Cultural Distances and Immigrants' Labour Market Integration

Thursday, 14 July 2016: 16:30
Location: Hörsaal 11 (Juridicum)
Oral Presentation
Marcel DRESSE, GESIS - Leibniz Institute for the Social Sciences, Germany
Andrea MECKEL, GESIS - Leibniz Institute for the Social Sciences, Germany
Martin FRITZ, University of Bonn, Germany
This paper investigates the role of the social and cultural background of immigrants for their successful labour market integration in the host society. Cultural patterns such as religion and language are important factors in explaining discriminatory behaviour against social groups. While religion shapes many aspects of culture, e.g. values or collective rituals, language relates to learning the host country’s language and is particularly relevant when applying for jobs. Both aspects of culture are very visible in social interactions and often used in the formation of prejudices. Thus, the host society may perceive immigrants, who “carry” the culture of the sending country with them, as more or less deviating cultural outsiders. Resulting disadvantages during the job search process are documented, for example, for immigrants who have a family name very different from host society’s language patterns.

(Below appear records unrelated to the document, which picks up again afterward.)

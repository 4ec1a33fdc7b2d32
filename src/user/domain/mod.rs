//! Domain model for user accounts and sessions.
//!
//! Users are identified by a normalized email. Passwords are validated on
//! registration and only their salted digest is kept.

mod email;
mod error;
mod password;
mod session;
mod user;

pub use email::UserEmail;
pub use error::UserDomainError;
pub use password::{Password, PasswordHash};
pub use session::{Session, SessionToken};
pub use user::{PersistedUserData, User};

This study focusses on cultural distances between immigrants’ religion and language and those of the host country. Referring to balance theory it is hypothesized that a greater cultural distance increases negative attitudes towards immigrants and impedes their labour market integration. We ask: To what extent can differences in the labour market integration of immigrants be attributed to their cultural distances? To answer this question we analyse data from the Children of Immigrants Longitudinal Survey in Four European Countries (Germany, the Netherlands, Sweden, and the United Kingdom). Using structural equation modelling we estimate the effects of language and religion distance as well as important socio-demographic variables such as education and religiousness on employment and compare differences between the four countries. We expect that people with a greater cultural distance are less likely to be employed than people with a smaller distance. The results will help to better understand the causes of immigrants’ employment disadvantages and particularly shed light on the interplay between cultural and social factors.